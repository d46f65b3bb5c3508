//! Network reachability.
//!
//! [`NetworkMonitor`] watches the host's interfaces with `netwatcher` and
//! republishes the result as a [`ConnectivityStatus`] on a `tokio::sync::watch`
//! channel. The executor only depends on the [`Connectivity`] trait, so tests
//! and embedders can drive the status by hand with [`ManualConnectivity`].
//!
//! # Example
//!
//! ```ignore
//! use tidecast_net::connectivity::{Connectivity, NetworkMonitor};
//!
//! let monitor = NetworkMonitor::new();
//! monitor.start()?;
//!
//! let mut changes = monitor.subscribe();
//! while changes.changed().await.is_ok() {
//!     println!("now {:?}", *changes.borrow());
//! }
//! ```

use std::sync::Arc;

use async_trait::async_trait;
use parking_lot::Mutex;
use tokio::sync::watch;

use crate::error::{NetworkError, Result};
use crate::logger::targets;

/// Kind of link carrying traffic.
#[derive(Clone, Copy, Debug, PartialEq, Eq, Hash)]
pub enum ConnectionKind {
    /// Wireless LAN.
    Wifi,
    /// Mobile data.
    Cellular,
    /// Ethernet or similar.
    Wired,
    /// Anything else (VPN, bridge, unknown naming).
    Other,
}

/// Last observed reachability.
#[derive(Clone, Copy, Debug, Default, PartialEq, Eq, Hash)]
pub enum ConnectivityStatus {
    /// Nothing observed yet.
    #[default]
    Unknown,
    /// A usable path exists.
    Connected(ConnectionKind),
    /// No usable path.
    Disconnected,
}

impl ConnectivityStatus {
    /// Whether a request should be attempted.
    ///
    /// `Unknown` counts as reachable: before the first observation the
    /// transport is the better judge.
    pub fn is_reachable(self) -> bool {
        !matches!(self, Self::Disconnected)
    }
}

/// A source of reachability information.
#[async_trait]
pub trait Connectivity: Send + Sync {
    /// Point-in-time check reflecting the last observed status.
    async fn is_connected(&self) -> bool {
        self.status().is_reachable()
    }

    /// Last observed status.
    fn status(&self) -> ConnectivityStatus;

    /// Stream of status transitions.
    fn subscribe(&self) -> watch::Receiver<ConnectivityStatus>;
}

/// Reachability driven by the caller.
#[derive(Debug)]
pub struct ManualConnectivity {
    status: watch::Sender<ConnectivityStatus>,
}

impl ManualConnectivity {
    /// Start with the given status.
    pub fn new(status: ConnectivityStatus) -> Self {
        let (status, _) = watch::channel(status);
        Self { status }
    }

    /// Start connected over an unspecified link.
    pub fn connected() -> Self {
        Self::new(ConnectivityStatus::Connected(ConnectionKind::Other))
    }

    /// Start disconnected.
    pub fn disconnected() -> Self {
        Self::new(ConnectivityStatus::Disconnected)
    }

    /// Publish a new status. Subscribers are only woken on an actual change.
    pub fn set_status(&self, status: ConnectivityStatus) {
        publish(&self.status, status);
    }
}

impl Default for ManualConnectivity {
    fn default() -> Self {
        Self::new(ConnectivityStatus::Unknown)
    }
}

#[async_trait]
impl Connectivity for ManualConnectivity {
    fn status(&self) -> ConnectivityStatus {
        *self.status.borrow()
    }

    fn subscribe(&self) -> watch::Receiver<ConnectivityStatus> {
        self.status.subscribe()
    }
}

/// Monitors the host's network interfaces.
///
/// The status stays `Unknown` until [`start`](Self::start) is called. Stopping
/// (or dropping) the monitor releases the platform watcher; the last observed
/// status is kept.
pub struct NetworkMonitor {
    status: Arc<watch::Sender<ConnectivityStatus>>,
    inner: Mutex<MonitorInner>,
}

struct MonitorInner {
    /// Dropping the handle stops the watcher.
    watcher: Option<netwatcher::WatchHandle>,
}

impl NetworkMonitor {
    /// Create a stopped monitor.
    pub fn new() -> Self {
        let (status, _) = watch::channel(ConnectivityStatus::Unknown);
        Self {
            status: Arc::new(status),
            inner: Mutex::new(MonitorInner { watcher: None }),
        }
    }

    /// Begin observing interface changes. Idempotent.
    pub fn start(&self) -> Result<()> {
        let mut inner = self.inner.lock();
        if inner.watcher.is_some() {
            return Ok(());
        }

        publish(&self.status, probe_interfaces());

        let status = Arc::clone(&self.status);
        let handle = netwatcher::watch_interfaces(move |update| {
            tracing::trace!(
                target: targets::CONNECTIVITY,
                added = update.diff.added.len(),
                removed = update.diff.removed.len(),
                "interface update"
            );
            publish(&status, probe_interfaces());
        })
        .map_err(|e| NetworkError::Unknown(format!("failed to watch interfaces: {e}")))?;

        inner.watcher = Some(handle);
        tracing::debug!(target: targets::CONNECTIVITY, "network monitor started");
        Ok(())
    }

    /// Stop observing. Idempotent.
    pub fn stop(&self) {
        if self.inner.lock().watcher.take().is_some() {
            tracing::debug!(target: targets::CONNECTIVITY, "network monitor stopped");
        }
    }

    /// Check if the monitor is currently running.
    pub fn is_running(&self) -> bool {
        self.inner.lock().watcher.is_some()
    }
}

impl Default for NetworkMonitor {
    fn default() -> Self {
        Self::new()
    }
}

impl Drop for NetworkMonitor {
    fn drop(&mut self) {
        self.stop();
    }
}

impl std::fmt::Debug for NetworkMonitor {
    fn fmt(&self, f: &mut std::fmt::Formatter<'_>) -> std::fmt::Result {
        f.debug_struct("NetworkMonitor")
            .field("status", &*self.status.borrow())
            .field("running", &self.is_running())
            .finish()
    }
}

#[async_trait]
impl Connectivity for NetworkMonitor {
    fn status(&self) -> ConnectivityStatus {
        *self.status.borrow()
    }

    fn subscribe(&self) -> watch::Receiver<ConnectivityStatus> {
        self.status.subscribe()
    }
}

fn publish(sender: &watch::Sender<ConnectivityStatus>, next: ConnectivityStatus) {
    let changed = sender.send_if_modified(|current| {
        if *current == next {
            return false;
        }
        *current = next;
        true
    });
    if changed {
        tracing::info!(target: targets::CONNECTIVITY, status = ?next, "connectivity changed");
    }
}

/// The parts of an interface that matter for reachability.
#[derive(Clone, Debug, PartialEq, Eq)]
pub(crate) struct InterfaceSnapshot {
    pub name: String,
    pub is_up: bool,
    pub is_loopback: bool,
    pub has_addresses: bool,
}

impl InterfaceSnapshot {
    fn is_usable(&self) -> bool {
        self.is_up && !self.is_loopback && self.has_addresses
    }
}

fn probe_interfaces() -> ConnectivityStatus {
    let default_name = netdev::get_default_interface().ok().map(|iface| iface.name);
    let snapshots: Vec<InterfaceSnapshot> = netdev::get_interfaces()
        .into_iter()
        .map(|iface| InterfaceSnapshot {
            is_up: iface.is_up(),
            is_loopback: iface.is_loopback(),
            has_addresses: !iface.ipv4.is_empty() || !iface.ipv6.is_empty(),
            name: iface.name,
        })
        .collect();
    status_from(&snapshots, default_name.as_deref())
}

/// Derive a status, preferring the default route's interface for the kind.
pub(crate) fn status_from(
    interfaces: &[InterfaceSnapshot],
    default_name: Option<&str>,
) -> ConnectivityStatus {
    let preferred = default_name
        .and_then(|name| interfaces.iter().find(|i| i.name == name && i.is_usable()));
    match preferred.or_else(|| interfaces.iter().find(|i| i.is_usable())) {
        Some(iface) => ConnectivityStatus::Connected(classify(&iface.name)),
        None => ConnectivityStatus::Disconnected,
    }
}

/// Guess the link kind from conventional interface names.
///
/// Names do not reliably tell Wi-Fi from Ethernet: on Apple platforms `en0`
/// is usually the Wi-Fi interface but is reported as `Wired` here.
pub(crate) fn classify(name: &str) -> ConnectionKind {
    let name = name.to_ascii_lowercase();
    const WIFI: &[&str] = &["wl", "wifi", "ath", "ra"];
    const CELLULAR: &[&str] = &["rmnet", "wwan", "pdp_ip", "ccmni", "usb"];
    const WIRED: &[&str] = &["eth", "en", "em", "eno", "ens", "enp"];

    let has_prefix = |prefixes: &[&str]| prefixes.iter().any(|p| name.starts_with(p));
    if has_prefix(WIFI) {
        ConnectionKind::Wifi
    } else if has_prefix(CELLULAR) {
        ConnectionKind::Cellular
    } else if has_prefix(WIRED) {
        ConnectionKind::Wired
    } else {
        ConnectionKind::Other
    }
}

---

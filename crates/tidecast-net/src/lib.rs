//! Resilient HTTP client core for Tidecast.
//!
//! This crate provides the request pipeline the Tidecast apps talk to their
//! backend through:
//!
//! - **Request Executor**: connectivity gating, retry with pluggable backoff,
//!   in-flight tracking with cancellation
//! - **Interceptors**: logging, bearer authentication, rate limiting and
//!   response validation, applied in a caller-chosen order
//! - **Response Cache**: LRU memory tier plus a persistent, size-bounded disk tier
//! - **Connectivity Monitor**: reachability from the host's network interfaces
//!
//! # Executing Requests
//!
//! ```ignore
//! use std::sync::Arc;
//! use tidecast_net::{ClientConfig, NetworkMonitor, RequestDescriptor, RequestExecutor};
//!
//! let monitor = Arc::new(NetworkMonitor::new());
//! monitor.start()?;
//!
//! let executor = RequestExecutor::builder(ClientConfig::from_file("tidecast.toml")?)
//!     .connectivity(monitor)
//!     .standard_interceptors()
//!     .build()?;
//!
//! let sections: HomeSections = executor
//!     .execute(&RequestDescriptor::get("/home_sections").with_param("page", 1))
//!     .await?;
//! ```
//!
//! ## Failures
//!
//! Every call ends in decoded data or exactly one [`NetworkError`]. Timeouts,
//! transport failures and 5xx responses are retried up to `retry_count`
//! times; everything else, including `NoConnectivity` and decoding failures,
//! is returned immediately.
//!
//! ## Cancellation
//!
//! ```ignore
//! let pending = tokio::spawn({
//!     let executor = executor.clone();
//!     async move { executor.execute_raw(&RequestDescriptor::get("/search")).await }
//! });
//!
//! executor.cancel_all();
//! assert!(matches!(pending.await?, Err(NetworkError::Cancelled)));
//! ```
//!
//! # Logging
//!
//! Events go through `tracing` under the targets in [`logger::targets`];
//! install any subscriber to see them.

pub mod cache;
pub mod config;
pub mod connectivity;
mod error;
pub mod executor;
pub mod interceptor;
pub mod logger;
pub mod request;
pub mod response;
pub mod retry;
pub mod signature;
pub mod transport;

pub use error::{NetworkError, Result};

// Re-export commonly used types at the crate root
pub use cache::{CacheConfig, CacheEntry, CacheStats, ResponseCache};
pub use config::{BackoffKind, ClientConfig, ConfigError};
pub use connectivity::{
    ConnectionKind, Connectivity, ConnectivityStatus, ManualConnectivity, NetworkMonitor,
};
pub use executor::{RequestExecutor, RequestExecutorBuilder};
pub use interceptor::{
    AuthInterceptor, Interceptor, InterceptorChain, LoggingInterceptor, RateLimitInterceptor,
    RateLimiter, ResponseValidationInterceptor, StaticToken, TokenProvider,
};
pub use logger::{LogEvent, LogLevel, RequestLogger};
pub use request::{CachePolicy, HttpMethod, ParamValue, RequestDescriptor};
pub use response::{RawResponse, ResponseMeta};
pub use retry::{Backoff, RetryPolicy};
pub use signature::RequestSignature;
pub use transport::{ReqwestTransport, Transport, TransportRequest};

- Task item -
Take exactly the lines from the one containing "should be attempted." through the one containing "#[derive(Debug)]" in the data above, and output them with nothing added.

- Answer box -
    /// Whether a request should be attempted.
    ///
    /// `Unknown` counts as reachable: before the first observation the
    /// transport is the better judge.
    pub fn is_reachable(self) -> bool {
        !matches!(self, Self::Disconnected)
    }
}

/// A source of reachability information.
#[async_trait]
pub trait Connectivity: Send + Sync {
    /// Point-in-time check reflecting the last observed status.
    async fn is_connected(&self) -> bool {
        self.status().is_reachable()
    }

    /// Last observed status.
    fn status(&self) -> ConnectivityStatus;

    /// Stream of status transitions.
    fn subscribe(&self) -> watch::Receiver<ConnectivityStatus>;
}

/// Reachability driven by the caller.
#[derive(Debug)]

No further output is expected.